Saved entries>
=-=-=

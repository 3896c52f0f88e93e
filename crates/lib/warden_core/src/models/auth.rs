//! Authentication domain models.

use serde::{Deserialize, Serialize};

/// JWT claims embedded in access tokens.
#[derive(Debug, Clone, PartialEq, Eq, Serialize, Deserialize)]
pub struct TokenClaims {
    /// Subject — user ID (standard JWT `sub` claim).
    pub sub: String,
    /// Configured issuer. Embedded, never checked on validation.
    pub iss: String,
    /// Issued at (unix timestamp).
    pub iat: i64,
    /// Expiry (unix timestamp).
    pub exp: i64,
}
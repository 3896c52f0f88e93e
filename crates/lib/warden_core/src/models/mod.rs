//! Domain models.

pub mod auth;
pub mod user;
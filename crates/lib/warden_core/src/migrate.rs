//! Database migration support.
//!
//! Embeds and runs the SQL migrations under `warden_core/migrations/<dialect>`.

use tracing::info;

use crate::store::{StoreError, StorePool};

/// Run all embedded migrations for the pool's dialect. No-op for the
/// in-memory store.
pub async fn migrate(pool: &StorePool) -> Result<(), StoreError> {
    match pool {
        StorePool::Postgres(pg) => sqlx::migrate!("./migrations/postgres").run(pg).await?,
        StorePool::MySql(my) => sqlx::migrate!("./migrations/mysql").run(my).await?,
        StorePool::Memory(_) => {
            info!("in-memory store, skipping migrations");
            return Ok(());
        }
    }
    info!(driver = %pool.driver(), "database migration completed");
    Ok(())
}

=-=-=

What the exercise asks> Which lines run from the one containing "filename crates/lib/warden_core/src/models/auth.rs" to the end of the entries above? Print them exactly, both ends included, and nothing else.

Solution for this problem>
filename crates/lib/warden_core/src/models/auth.rs
//! Authentication domain models.

use serde::{Deserialize, Serialize};

/// JWT claims embedded in access tokens.
#[derive(Debug, Clone, PartialEq, Eq, Serialize, Deserialize)]
pub struct TokenClaims {
    /// Subject — user ID (standard JWT `sub` claim).
    pub sub: String,
    /// Configured issuer. Embedded, never checked on validation.
    pub iss: String,
    /// Issued at (unix timestamp).
    pub iat: i64,
    /// Expiry (unix timestamp).
    pub exp: i64,
}
repository 3896c52f0f88e93e
filename crates/lib/warden_core/src/models/mod.rs
//! Domain models.

pub mod auth;
pub mod user;
filename crates/lib/warden_core/src/migrate.rs
//! Database migration support.
//!
//! Embeds and runs the SQL migrations under `warden_core/migrations/<dialect>`.

use tracing::info;

use crate::store::{StoreError, StorePool};

/// Run all embedded migrations for the pool's dialect. No-op for the
/// in-memory store.
pub async fn migrate(pool: &StorePool) -> Result<(), StoreError> {
    match pool {
        StorePool::Postgres(pg) => sqlx::migrate!("./migrations/postgres").run(pg).await?,
        StorePool::MySql(my) => sqlx::migrate!("./migrations/mysql").run(my).await?,
        StorePool::Memory(_) => {
            info!("in-memory store, skipping migrations");
            return Ok(());
        }
    }
    info!(driver = %pool.driver(), "database migration completed");
    Ok(())
}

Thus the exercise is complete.